§ **Records**
%%
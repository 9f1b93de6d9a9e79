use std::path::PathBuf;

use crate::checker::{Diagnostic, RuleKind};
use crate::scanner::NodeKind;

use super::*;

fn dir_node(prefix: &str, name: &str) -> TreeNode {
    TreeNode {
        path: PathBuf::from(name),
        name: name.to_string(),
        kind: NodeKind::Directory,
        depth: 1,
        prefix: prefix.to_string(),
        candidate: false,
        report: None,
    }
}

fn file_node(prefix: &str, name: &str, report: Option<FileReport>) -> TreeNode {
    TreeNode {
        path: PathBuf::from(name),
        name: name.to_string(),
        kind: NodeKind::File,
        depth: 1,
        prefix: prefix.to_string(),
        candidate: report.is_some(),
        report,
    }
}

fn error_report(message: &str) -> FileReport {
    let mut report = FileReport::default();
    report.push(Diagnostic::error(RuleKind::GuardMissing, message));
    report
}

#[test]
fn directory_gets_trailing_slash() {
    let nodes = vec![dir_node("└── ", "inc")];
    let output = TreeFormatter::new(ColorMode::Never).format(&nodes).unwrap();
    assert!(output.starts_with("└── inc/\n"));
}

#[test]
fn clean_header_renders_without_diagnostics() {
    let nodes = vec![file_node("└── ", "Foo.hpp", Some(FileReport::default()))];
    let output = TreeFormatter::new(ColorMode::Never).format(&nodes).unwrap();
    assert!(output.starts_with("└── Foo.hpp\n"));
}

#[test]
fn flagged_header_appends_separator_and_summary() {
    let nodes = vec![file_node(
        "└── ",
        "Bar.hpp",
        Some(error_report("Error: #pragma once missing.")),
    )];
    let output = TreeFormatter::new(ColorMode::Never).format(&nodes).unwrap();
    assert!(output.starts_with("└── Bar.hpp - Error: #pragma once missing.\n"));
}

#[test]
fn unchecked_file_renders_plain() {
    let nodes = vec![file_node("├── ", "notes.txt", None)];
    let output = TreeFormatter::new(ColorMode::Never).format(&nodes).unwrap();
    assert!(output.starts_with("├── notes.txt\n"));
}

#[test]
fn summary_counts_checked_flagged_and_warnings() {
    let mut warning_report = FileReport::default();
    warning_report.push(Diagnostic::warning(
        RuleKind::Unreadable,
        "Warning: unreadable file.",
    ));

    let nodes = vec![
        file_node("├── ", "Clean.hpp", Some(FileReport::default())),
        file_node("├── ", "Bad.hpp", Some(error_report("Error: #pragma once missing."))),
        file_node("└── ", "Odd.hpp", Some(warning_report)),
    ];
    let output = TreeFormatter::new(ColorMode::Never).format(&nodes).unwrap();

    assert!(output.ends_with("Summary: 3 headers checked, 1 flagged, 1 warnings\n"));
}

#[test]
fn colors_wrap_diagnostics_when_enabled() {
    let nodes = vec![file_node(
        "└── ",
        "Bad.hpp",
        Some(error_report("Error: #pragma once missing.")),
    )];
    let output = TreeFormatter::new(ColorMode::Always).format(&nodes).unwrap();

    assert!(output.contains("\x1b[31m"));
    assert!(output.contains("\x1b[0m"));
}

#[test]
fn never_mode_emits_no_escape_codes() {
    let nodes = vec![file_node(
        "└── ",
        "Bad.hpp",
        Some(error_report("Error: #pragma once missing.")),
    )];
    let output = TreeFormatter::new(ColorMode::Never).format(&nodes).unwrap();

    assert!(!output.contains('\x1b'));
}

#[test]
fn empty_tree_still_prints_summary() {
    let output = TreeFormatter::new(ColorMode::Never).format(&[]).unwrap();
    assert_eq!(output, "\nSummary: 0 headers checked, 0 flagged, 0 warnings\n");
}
%%
%%
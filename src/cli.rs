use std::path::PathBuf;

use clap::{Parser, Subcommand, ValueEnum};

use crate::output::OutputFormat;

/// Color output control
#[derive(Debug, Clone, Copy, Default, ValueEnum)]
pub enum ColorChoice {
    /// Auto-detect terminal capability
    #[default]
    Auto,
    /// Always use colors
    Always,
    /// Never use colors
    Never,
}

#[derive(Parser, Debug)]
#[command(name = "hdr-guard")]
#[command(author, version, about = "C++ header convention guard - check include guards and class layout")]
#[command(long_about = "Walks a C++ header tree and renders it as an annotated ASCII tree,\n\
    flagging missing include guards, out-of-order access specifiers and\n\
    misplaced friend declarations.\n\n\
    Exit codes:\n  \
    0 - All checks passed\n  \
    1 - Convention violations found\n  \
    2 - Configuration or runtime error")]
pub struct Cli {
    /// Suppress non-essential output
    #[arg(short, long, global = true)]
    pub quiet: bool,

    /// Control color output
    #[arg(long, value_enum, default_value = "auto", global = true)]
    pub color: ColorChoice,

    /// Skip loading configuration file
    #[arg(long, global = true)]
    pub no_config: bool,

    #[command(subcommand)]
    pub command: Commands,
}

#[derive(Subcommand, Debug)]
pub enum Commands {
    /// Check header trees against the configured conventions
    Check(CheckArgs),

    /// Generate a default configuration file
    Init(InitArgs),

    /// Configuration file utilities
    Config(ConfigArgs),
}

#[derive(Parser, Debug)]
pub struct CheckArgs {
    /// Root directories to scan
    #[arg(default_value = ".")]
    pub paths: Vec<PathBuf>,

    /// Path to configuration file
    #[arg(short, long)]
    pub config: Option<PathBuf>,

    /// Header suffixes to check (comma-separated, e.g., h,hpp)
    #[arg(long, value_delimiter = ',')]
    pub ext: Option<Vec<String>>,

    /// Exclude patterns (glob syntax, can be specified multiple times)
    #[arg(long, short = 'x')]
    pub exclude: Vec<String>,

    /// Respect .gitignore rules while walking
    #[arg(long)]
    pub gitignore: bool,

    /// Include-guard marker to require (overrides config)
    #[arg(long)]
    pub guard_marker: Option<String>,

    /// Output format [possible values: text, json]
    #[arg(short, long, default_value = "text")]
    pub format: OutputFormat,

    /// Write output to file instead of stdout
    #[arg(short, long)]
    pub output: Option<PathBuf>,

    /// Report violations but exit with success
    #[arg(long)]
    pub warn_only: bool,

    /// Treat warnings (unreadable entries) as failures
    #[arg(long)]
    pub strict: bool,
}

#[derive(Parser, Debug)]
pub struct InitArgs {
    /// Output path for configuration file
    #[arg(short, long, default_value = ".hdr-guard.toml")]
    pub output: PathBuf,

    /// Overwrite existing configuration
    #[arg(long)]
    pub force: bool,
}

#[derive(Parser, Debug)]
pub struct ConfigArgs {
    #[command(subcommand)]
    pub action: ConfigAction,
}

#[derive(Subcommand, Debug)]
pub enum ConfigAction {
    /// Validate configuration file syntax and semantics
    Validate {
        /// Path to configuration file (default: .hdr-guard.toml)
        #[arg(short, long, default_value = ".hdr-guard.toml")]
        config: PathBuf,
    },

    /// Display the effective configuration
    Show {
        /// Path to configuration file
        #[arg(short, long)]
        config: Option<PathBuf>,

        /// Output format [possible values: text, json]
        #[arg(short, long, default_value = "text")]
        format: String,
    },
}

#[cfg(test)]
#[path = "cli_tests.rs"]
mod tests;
%%
%%
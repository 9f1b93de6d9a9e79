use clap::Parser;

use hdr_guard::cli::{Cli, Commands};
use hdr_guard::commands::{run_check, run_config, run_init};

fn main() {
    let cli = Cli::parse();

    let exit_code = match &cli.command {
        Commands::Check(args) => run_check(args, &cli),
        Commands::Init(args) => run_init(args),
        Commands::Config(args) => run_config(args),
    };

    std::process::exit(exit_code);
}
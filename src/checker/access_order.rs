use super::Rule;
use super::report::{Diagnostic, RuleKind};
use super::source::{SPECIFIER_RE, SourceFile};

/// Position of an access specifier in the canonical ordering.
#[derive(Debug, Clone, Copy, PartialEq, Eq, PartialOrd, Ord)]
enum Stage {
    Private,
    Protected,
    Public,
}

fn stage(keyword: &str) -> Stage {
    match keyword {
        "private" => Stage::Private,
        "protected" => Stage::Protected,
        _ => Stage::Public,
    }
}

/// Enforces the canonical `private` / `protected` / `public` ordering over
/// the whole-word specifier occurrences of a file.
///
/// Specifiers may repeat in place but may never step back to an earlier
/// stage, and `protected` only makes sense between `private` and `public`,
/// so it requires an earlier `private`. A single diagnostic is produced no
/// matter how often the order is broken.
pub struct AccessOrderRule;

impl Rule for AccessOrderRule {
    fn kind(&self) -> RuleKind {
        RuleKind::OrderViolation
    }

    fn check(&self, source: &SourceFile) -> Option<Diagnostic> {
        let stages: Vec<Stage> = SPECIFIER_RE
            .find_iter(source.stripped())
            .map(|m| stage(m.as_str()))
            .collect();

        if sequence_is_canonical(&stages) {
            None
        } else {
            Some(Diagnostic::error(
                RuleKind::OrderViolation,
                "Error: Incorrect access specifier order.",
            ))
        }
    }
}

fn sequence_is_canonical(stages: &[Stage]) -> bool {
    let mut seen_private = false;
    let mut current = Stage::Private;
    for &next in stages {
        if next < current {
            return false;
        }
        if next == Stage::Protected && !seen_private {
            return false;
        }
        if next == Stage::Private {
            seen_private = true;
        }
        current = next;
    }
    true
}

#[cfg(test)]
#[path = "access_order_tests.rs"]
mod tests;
%%
§ **What you are asked to do**
For each line above that includes "ordering", make a copy.

§ **Exercise result**
/// Position of an access specifier in the canonical ordering.
/// Enforces the canonical `private` / `protected` / `public` ordering over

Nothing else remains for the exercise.